//! # geobin-types
//!
//! Plain data types shared by the geobin binning pipeline.
//!
//! - **Records**: `FieldValue`, `RecordTable` (inbound rows with named columns)
//! - **Points**: `Point` (validated coordinate plus auxiliary fields)
//! - **Colors**: `Rgb` (8-bit color, serialized as `[r, g, b]`)
//! - **View**: `ViewState` (initial map camera)
//!
//! All types are serializable with Serde and built on top of the `geo` crate's
//! geometric primitives.
//!
//! ## Examples
//!
//! ```rust
//! use geobin_types::record::{FieldValue, RecordTable};
//!
//! let mut table = RecordTable::new(vec!["lat".into(), "lon".into()]);
//! table.push_row(vec![FieldValue::from(35.68), FieldValue::from(139.76)]);
//! assert_eq!(table.len(), 1);
//! ```

pub mod color;
pub mod point;
pub mod record;
pub mod view;
//! End-to-end binning: records -> points -> cells -> aggregates -> colors -> layer.
//!
//! A [`Pipeline`] is immutable after construction and holds no per-call
//! state; the only shared mutable state is an optional [`RampCache`] owned by
//! the caller.

use crate::aggregate::{Aggregates, aggregate};
use crate::color::{ColorScheme, RampCache, SchemeRegistry, build_ramp, colorize};
use crate::compute::spatial::Indexer;
use crate::compute::validation::filter_points;
use crate::config::{Config, Indexing};
use crate::error::{GeobinError, Result};
use crate::heatmap::{HeatPoint, heat_points};
use crate::layer::{GeometryEncoding, Layer, assemble};
use geobin_types::record::RecordTable;
use geobin_types::view::ViewState;
use serde::{Deserialize, Serialize};

/// Result of one pipeline run.
#[derive(Debug, Clone, PartialEq, Serialize, Deserialize)]
pub struct PipelineOutput {
    pub layer: Layer,
    /// Camera centred on the mean of the valid points.
    pub view: ViewState,
    /// Records dropped for missing or invalid coordinates.
    pub dropped: usize,
    /// Largest cell aggregate.
    pub max: f64,
    #[serde(default, skip_serializing_if = "Option::is_none")]
    pub heat: Option<Vec<HeatPoint>>,
}

impl PipelineOutput {
    pub fn to_json(&self) -> Result<String> {
        Ok(serde_json::to_string(self)?)
    }
}

/// A validated, ready-to-run binning configuration.
#[derive(Debug, Clone)]
pub struct Pipeline {
    config: Config,
    scheme: ColorScheme,
    indexer: Indexer,
}

impl Pipeline {
    /// Build a pipeline with the built-in color schemes.
    pub fn new(config: Config) -> Result<Self> {
        Self::with_registry(config, &SchemeRegistry::new())
    }

    /// Build a pipeline resolving the scheme from `registry`.
    pub fn with_registry(config: Config, registry: &SchemeRegistry) -> Result<Self> {
        config.validate()?;
        let scheme = registry.get(&config.scheme)?.clone();
        if let Some(normalization) = &config.normalization {
            normalization.validate(scheme.len())?;
        }
        let indexer = Indexer::new(config.indexing)?;

        Ok(Self {
            config,
            scheme,
            indexer,
        })
    }

    pub fn config(&self) -> &Config {
        &self.config
    }

    pub fn scheme(&self) -> &ColorScheme {
        &self.scheme
    }

    fn encoding(&self) -> GeometryEncoding {
        match self.config.indexing {
            Indexing::Hex { .. } if self.config.render.hex_polygons => GeometryEncoding::HexagonBoundary,
            Indexing::Hex { .. } => GeometryEncoding::HexagonId,
            Indexing::Mesh { .. } => GeometryEncoding::MeshRectangle,
        }
    }

    /// Run the whole pipeline over `table`.
    ///
    /// # Examples
    ///
    /// ```
    /// use geobin::{Config, Pipeline};
    /// use geobin_types::record::RecordTable;
    ///
    /// let table = RecordTable::from_rows(
    ///     vec!["lat".into(), "lon".into()],
    ///     vec![
    ///         vec![35.6812.into(), 139.7671.into()],
    ///         vec![35.6813.into(), 139.7672.into()],
    ///         vec![43.0621.into(), 141.3544.into()],
    ///     ],
    /// );
    ///
    /// let pipeline = Pipeline::new(Config::default().with_hex_resolution(5))?;
    /// let output = pipeline.run(&table, None)?;
    /// assert_eq!(output.layer.records.len(), 2);
    /// assert_eq!(output.max, 2.0);
    /// # Ok::<(), geobin::GeobinError>(())
    /// ```
    pub fn run(&self, table: &RecordTable, cache: Option<&RampCache>) -> Result<PipelineOutput> {
        let filtered = filter_points(table, &self.config.lat_column, &self.config.lon_column)?;
        let center = filtered.centroid()?;
        let view = ViewState::new(center.y(), center.x(), self.config.zoom);

        let tagged = self.indexer.tag(&filtered.points)?;
        let aggregates = aggregate(&tagged, &self.config.aggregation)?;
        let layer = self.render(&aggregates, cache)?;
        log::info!(
            "binned {} points into {} cells ({} dropped, max {})",
            filtered.points.len(),
            aggregates.len(),
            filtered.dropped,
            aggregates.max()
        );

        let heat = match &self.config.heatmap {
            Some(heat) => Some(heat_points(&filtered.points, heat.weight_field.as_deref())?),
            None => None,
        };

        Ok(PipelineOutput {
            layer,
            view,
            dropped: filtered.dropped,
            max: aggregates.max(),
            heat,
        })
    }

    /// Color and assemble cells that were aggregated elsewhere (for example
    /// rows that already carry a meshcode and a value).
    pub fn render(&self, aggregates: &Aggregates, cache: Option<&RampCache>) -> Result<Layer> {
        if aggregates.is_empty() {
            return Err(GeobinError::EmptyInput { dropped: 0 });
        }

        let ramp = build_ramp(
            aggregates,
            &self.scheme,
            self.config.normalization.as_ref(),
            self.config.interpolation,
            cache,
        )?;
        let colored = colorize(aggregates, &ramp);
        assemble(
            &colored,
            self.encoding(),
            &self.config.render,
            self.config.aggregation.label(),
        )
    }
}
◆ ◆ ◆
THE TASK> In the material above, find each line containing the word "Result" and copy it.

ANSWER SECTION>
use crate::error::{GeobinError, Result};
/// Result of one pipeline run.
    pub fn to_json(&self) -> Result<String> {
    pub fn new(config: Config) -> Result<Self> {
    pub fn with_registry(config: Config, registry: &SchemeRegistry) -> Result<Self> {
    pub fn run(&self, table: &RecordTable, cache: Option<&RampCache>) -> Result<PipelineOutput> {
    pub fn render(&self, aggregates: &Aggregates, cache: Option<&RampCache>) -> Result<Layer> {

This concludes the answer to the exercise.